• [Your task]: Please copy each line from the entries that contains the string "GenericRecord".

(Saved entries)
//! Record types.
//!
//! Actors ([`NpcRecord`], [`CreatureRecord`]) are fully modelled. Every other
//! record type is carried as a [`GenericRecord`], which keeps its subrecords
//! verbatim.

mod actor;
mod ai;
mod creature;
mod file_header;
mod generic;
mod npc;

pub use actor::{ActorCore, ItemStack, TravelDestination};
pub use ai::{
    services, ActivatePackage, AiData, AiPackage, EscortFollowPackage, TravelPackage,
    WanderPackage,
};
pub use creature::{creature_flags, CreatureRecord, CreatureStats};
pub use file_header::{FileHeader, MasterFile};
pub use generic::{GenericRecord, KeyRule, RawSubrecord};
pub use npc::{npc_flags, FullNpcStats, NpcRecord, NpcStats};

/// A 32-byte identifier field (inventory items, spells, AI targets).
pub type FixedId = ashlander_common::FixedString<32>;

/// Compare floats so that NaN equals NaN.
pub(crate) fn same_float(a: f32, b: f32) -> bool {
    a == b || (a.is_nan() && b.is_nan())
}

pub(crate) fn same_optional_float(a: Option<f32>, b: Option<f32>) -> bool {
    match (a, b) {
        (Some(a), Some(b)) => same_float(a, b),
        (a, b) => a.is_none() && b.is_none(),
    }
}

pub(crate) fn same_floats(a: &[f32], b: &[f32]) -> bool {
    a.len() == b.len() && a.iter().zip(b).all(|(&x, &y)| same_float(x, y))
}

• [Task result]:
//! record type is carried as a [`GenericRecord`], which keeps its subrecords
pub use generic::{GenericRecord, KeyRule, RawSubrecord};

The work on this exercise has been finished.